## REQUIRED ACTION
Among the entries below, which lines include the string "scope"? Show each one.
--- TASK MATERIAL ---
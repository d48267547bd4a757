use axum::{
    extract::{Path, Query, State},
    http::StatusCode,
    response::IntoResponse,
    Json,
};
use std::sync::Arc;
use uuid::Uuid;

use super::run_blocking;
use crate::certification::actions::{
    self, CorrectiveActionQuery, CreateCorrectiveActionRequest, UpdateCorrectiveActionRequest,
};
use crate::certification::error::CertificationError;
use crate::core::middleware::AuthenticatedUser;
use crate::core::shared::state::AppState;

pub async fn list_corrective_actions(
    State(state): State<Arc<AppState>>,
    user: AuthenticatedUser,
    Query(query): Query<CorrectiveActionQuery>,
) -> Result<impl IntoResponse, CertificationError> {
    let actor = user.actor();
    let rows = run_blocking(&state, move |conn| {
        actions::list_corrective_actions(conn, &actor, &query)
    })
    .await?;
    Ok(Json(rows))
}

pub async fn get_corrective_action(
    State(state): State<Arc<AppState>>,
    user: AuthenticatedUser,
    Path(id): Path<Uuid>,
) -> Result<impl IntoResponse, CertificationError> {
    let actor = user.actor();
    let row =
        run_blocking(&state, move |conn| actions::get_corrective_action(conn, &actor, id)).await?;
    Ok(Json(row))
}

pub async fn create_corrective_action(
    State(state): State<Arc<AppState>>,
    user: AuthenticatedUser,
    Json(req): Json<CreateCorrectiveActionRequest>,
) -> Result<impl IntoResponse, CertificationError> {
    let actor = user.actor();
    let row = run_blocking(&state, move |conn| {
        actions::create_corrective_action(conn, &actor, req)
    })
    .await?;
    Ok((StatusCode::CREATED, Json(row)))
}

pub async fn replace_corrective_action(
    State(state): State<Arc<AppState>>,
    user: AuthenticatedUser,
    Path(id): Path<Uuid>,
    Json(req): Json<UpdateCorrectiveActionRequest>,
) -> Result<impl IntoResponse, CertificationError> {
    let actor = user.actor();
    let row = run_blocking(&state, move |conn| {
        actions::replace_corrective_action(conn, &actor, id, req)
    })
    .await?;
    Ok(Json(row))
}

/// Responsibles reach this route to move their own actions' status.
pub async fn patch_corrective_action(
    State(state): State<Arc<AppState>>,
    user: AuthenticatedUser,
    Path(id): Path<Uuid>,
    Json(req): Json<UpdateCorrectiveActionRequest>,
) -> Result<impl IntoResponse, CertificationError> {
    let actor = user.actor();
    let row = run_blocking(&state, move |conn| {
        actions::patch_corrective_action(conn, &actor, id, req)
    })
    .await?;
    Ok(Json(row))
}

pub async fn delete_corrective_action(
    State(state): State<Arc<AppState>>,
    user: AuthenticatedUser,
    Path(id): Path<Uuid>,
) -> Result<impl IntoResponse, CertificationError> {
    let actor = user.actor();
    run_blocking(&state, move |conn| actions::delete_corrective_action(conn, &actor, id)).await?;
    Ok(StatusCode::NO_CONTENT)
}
---
--- TASK MATERIAL ---
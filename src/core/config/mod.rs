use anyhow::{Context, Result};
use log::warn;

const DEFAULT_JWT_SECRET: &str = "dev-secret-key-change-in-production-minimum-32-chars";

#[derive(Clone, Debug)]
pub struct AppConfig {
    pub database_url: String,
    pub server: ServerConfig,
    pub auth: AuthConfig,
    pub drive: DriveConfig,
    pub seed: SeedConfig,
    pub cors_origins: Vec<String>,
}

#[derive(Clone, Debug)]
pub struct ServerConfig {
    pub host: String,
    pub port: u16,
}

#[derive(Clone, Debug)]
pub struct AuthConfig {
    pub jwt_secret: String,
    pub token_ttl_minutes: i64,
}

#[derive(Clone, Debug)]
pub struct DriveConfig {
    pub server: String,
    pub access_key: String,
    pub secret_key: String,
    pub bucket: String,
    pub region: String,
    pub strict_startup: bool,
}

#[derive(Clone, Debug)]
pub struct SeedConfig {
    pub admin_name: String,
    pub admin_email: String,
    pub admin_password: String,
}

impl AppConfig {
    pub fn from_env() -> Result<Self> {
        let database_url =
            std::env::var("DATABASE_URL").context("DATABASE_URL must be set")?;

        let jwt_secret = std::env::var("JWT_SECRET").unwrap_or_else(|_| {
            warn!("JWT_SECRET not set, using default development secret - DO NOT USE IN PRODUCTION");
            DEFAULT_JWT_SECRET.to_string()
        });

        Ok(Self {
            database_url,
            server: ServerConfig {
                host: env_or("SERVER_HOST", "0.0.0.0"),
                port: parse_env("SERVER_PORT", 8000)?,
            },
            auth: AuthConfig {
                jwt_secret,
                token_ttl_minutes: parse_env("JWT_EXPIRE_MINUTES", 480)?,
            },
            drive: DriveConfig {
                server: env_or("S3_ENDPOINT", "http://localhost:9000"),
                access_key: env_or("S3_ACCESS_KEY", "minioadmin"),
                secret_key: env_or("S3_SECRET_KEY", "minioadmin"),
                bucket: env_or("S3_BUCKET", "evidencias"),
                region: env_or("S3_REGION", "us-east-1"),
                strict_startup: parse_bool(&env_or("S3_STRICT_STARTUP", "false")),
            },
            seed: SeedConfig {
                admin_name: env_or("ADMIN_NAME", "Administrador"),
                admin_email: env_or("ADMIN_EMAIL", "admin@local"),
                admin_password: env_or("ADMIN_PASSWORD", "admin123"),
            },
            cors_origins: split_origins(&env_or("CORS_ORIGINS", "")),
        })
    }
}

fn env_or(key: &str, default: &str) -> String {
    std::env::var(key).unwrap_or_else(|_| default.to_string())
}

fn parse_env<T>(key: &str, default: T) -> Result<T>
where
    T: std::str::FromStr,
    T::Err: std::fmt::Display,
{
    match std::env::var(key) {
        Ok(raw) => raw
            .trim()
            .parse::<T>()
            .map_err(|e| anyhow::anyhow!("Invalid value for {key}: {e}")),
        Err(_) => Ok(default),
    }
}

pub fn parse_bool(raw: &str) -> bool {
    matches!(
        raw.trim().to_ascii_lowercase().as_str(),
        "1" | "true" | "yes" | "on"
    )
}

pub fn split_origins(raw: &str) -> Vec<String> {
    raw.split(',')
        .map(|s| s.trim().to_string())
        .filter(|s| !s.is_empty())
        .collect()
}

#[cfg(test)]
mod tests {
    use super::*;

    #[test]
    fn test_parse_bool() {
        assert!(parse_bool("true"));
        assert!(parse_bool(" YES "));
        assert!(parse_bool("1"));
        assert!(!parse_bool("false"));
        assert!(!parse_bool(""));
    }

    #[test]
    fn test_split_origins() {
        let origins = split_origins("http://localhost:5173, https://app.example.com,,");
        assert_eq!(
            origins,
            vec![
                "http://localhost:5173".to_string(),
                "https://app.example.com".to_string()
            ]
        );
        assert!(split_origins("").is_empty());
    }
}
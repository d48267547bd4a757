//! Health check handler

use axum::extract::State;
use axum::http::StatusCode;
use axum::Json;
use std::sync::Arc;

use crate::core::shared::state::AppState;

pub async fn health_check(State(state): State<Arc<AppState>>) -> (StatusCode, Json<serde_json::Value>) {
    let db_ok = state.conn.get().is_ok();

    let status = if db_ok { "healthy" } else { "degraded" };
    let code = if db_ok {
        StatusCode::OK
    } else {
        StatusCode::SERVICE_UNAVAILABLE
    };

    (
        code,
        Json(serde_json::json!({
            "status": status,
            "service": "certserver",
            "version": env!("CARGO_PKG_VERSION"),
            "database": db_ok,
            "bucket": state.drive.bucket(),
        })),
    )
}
---
--- TASK MATERIAL ---
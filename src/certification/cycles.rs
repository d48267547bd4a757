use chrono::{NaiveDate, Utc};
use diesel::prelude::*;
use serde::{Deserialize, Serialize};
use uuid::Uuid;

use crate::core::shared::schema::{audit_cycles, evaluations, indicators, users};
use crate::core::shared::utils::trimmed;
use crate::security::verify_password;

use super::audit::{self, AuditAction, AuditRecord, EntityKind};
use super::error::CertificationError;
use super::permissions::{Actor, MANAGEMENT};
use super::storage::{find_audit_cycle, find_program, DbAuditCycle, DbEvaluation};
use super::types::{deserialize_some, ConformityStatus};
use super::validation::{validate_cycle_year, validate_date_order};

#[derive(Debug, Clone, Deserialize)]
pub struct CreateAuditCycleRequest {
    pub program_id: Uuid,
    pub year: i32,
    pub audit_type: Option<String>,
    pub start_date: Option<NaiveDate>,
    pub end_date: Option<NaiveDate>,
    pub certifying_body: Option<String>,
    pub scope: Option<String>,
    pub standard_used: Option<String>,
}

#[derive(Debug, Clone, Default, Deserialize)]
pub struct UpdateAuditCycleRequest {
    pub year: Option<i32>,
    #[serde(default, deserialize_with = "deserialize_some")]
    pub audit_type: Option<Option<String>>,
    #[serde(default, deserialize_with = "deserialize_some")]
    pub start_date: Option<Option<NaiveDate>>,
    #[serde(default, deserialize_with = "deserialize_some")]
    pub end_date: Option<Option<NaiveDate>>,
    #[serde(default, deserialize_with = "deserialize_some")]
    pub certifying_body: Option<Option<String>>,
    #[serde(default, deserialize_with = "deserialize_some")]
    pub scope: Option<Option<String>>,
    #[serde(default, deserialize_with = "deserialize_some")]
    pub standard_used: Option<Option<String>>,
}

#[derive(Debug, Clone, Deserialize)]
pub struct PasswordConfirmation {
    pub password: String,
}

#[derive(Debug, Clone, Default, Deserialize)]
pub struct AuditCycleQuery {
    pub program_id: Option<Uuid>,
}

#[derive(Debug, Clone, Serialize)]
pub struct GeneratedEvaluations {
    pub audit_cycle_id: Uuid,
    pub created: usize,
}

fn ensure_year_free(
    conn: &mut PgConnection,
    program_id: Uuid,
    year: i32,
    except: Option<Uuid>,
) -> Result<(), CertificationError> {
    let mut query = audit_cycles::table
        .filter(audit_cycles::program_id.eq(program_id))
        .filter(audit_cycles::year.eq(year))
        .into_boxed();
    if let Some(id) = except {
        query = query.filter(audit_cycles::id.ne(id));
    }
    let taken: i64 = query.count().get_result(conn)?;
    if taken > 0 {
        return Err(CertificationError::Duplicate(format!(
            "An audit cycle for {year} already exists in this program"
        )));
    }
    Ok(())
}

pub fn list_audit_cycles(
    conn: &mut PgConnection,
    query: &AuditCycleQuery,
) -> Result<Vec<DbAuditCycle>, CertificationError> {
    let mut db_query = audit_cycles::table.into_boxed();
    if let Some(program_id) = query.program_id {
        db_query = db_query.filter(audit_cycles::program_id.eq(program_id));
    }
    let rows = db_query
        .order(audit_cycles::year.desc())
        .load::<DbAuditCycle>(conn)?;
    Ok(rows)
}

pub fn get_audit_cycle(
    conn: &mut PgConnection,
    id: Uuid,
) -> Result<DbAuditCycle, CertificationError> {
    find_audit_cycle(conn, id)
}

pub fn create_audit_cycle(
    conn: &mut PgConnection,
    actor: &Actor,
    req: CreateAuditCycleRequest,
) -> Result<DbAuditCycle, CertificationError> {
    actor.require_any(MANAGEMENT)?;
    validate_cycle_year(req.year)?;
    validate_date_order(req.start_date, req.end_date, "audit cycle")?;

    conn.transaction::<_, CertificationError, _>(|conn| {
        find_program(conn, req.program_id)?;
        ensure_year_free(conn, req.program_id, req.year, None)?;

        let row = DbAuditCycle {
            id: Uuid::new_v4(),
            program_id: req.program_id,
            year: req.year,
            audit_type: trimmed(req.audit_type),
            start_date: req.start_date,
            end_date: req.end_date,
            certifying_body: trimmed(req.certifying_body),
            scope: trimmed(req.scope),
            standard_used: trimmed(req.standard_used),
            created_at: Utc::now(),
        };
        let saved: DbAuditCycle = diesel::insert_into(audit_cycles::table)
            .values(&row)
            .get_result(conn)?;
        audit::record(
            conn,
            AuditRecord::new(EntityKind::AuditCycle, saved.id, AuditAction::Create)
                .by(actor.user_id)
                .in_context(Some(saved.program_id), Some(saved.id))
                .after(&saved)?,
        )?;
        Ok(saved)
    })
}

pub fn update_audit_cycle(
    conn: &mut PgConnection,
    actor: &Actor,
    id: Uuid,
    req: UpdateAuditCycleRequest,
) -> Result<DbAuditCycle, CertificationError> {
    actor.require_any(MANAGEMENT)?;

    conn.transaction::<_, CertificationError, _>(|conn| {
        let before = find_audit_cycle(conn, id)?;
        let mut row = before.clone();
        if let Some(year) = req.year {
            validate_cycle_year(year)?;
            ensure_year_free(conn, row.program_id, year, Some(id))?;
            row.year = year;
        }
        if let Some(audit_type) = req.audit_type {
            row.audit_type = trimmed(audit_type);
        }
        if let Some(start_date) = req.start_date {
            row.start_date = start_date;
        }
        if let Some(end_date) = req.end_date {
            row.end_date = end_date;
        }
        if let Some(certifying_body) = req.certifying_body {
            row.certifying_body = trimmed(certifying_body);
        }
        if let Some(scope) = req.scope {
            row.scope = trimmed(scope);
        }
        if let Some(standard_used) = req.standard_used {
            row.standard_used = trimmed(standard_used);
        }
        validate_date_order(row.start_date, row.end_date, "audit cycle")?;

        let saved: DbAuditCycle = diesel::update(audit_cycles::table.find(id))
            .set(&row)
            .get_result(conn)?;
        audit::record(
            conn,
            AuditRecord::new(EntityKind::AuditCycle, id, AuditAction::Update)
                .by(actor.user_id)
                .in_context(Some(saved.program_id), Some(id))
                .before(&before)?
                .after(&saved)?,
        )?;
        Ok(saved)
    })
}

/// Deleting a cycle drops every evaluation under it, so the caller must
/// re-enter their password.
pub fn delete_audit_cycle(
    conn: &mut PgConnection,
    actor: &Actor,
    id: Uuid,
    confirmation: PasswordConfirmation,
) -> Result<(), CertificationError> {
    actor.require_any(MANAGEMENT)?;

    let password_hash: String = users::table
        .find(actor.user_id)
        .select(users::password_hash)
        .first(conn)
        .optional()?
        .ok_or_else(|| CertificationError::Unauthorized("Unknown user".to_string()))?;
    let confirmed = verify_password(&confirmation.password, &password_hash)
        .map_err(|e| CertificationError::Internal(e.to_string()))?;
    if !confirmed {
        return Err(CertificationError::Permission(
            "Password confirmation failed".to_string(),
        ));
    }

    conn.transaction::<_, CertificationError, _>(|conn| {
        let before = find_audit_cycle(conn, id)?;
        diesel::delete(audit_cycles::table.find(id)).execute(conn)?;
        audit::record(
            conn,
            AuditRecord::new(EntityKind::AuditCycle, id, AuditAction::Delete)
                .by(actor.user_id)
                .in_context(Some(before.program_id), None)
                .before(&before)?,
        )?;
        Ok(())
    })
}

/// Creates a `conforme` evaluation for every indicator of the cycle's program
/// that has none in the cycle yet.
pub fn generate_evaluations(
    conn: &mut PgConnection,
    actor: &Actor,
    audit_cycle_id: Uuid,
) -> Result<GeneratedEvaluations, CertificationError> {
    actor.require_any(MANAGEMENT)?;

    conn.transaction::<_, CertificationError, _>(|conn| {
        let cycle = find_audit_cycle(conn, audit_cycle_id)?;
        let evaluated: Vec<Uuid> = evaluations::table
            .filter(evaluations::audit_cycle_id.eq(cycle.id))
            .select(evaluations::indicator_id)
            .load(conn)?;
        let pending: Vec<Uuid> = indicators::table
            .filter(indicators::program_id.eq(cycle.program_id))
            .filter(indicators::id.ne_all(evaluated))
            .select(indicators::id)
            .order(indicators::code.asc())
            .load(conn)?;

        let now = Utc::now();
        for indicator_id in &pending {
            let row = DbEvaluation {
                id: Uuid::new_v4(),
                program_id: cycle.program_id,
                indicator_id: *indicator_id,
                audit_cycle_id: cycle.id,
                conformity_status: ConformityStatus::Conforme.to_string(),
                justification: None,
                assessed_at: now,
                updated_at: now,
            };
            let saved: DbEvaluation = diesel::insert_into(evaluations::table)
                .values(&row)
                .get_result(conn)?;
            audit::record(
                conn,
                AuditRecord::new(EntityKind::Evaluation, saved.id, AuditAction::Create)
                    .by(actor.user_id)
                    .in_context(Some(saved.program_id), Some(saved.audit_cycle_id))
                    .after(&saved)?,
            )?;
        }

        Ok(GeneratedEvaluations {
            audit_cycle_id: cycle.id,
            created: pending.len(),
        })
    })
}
---
## RESPONSE TO THIS TASK
    pub scope: Option<String>,
    pub scope: Option<Option<String>>,
            scope: trimmed(req.scope),
        if let Some(scope) = req.scope {
            row.scope = trimmed(scope);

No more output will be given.